(Stored data)
━━━

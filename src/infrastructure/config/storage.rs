use super::app_config::AppConfig;
use directories::ProjectDirs;
use std::fs;
use std::io::Write;
use std::path::{Path, PathBuf};
use thiserror::Error;
use tracing::info;

use crate::{APP_ORGANIZATION, APP_QUALIFIER, NAME};

const CONFIG_FILE_NAME: &str = "config.toml";

#[derive(Debug, Error)]
pub enum ConfigError {
    #[error("failed to determine config directory")]
    ConfigDirNotFound,
    #[error("io error: {0}")]
    Io(#[from] std::io::Error),
    #[error("toml serialization error: {0}")]
    TomlSer(#[from] toml::ser::Error),
    #[error("invalid configuration in {path}: {source}")]
    Invalid {
        path: PathBuf,
        #[source]
        source: toml::de::Error,
    },
}

pub struct StorageManager {
    config_dir: PathBuf,
}

impl StorageManager {
    /// Create a new `StorageManager`.
    ///
    /// # Errors
    ///
    /// Returns `ConfigError` if the configuration directory cannot be determined.
    pub fn new() -> Result<Self, ConfigError> {
        let config_dir = ProjectDirs::from(APP_QUALIFIER, APP_ORGANIZATION, NAME)
            .map(|dirs| dirs.config_dir().to_path_buf())
            .ok_or(ConfigError::ConfigDirNotFound)?;

        Ok(Self { config_dir })
    }

    /// Creates a new `StorageManager` with a specific directory (useful for testing).
    #[must_use]
    pub fn with_dir(path: PathBuf) -> Self {
        Self { config_dir: path }
    }

    /// Returns the configuration directory path.
    #[must_use]
    pub fn config_dir(&self) -> &Path {
        &self.config_dir
    }

    /// Ensures the configuration directory exists.
    ///
    /// # Errors
    ///
    /// Returns `ConfigError` if the directory cannot be created.
    pub fn ensure_config_dir(&self) -> Result<(), ConfigError> {
        if !self.config_dir.exists() {
            info!("Creating configuration directory at {:?}", self.config_dir);
            fs::create_dir_all(&self.config_dir)?;
        }
        Ok(())
    }

    /// Loads the application configuration, writing a default file if none exists.
    ///
    /// An invalid file (including an unknown cache mode) is an error rather than
    /// being replaced by defaults.
    ///
    /// # Errors
    ///
    /// Returns `ConfigError` if the file cannot be read, written or validated.
    pub fn load_config(&self, path_override: Option<&Path>) -> Result<AppConfig, ConfigError> {
        let config_path = path_override.map_or_else(
            || self.config_dir.join(CONFIG_FILE_NAME),
            std::path::Path::to_path_buf,
        );

        if !config_path.exists() {
            info!(
                "Config file not found at {:?}, creating default.",
                config_path
            );
            let default_config = AppConfig::default();
            if let Some(parent) = config_path.parent() {
                fs::create_dir_all(parent)?;
            }
            Self::save_to_file(&config_path, &default_config)?;
            return Ok(default_config);
        }

        let content = fs::read_to_string(&config_path)?;
        toml::from_str::<AppConfig>(&content).map_err(|source| ConfigError::Invalid {
            path: config_path,
            source,
        })
    }

    fn save_to_file<T: serde::Serialize>(path: &Path, data: &T) -> Result<(), ConfigError> {
        let content = toml::to_string_pretty(data)?;

        let parent = path
            .parent()
            .ok_or_else(|| std::io::Error::other("Invalid path"))?;
        let mut temp_file = tempfile::NamedTempFile::new_in(parent)?;
        temp_file.write_all(content.as_bytes())?;
        temp_file.persist(path).map_err(|e| e.error)?;

        Ok(())
    }
}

━━━

INSTRUCTIONS TO FOLLOW:
When you answer, set down the entries above precisely as they read.

OUTPUT FOR THIS TASK:
filename src/infrastructure/config/storage.rs
use super::app_config::AppConfig;
use directories::ProjectDirs;
use std::fs;
use std::io::Write;
use std::path::{Path, PathBuf};
use thiserror::Error;
use tracing::info;

use crate::{APP_ORGANIZATION, APP_QUALIFIER, NAME};

const CONFIG_FILE_NAME: &str = "config.toml";

#[derive(Debug, Error)]
pub enum ConfigError {
    #[error("failed to determine config directory")]
    ConfigDirNotFound,
    #[error("io error: {0}")]
    Io(#[from] std::io::Error),
    #[error("toml serialization error: {0}")]
    TomlSer(#[from] toml::ser::Error),
    #[error("invalid configuration in {path}: {source}")]
    Invalid {
        path: PathBuf,
        #[source]
        source: toml::de::Error,
    },
}

pub struct StorageManager {
    config_dir: PathBuf,
}

impl StorageManager {
    /// Create a new `StorageManager`.
    ///
    /// # Errors
    ///
    /// Returns `ConfigError` if the configuration directory cannot be determined.
    pub fn new() -> Result<Self, ConfigError> {
        let config_dir = ProjectDirs::from(APP_QUALIFIER, APP_ORGANIZATION, NAME)
            .map(|dirs| dirs.config_dir().to_path_buf())
            .ok_or(ConfigError::ConfigDirNotFound)?;

        Ok(Self { config_dir })
    }

    /// Creates a new `StorageManager` with a specific directory (useful for testing).
    #[must_use]
    pub fn with_dir(path: PathBuf) -> Self {
        Self { config_dir: path }
    }

    /// Returns the configuration directory path.
    #[must_use]
    pub fn config_dir(&self) -> &Path {
        &self.config_dir
    }

    /// Ensures the configuration directory exists.
    ///
    /// # Errors
    ///
    /// Returns `ConfigError` if the directory cannot be created.
    pub fn ensure_config_dir(&self) -> Result<(), ConfigError> {
        if !self.config_dir.exists() {
            info!("Creating configuration directory at {:?}", self.config_dir);
            fs::create_dir_all(&self.config_dir)?;
        }
        Ok(())
    }

    /// Loads the application configuration, writing a default file if none exists.
    ///
    /// An invalid file (including an unknown cache mode) is an error rather than
    /// being replaced by defaults.
    ///
    /// # Errors
    ///
    /// Returns `ConfigError` if the file cannot be read, written or validated.
    pub fn load_config(&self, path_override: Option<&Path>) -> Result<AppConfig, ConfigError> {
        let config_path = path_override.map_or_else(
            || self.config_dir.join(CONFIG_FILE_NAME),
            std::path::Path::to_path_buf,
        );

        if !config_path.exists() {
            info!(
                "Config file not found at {:?}, creating default.",
                config_path
            );
            let default_config = AppConfig::default();
            if let Some(parent) = config_path.parent() {
                fs::create_dir_all(parent)?;
            }
            Self::save_to_file(&config_path, &default_config)?;
            return Ok(default_config);
        }

        let content = fs::read_to_string(&config_path)?;
        toml::from_str::<AppConfig>(&content).map_err(|source| ConfigError::Invalid {
            path: config_path,
            source,
        })
    }

    fn save_to_file<T: serde::Serialize>(path: &Path, data: &T) -> Result<(), ConfigError> {
        let content = toml::to_string_pretty(data)?;

        let parent = path
            .parent()
            .ok_or_else(|| std::io::Error::other("Invalid path"))?;
        let mut temp_file = tempfile::NamedTempFile::new_in(parent)?;
        temp_file.write_all(content.as_bytes())?;
        temp_file.persist(path).map_err(|e| e.error)?;

        Ok(())
    }
}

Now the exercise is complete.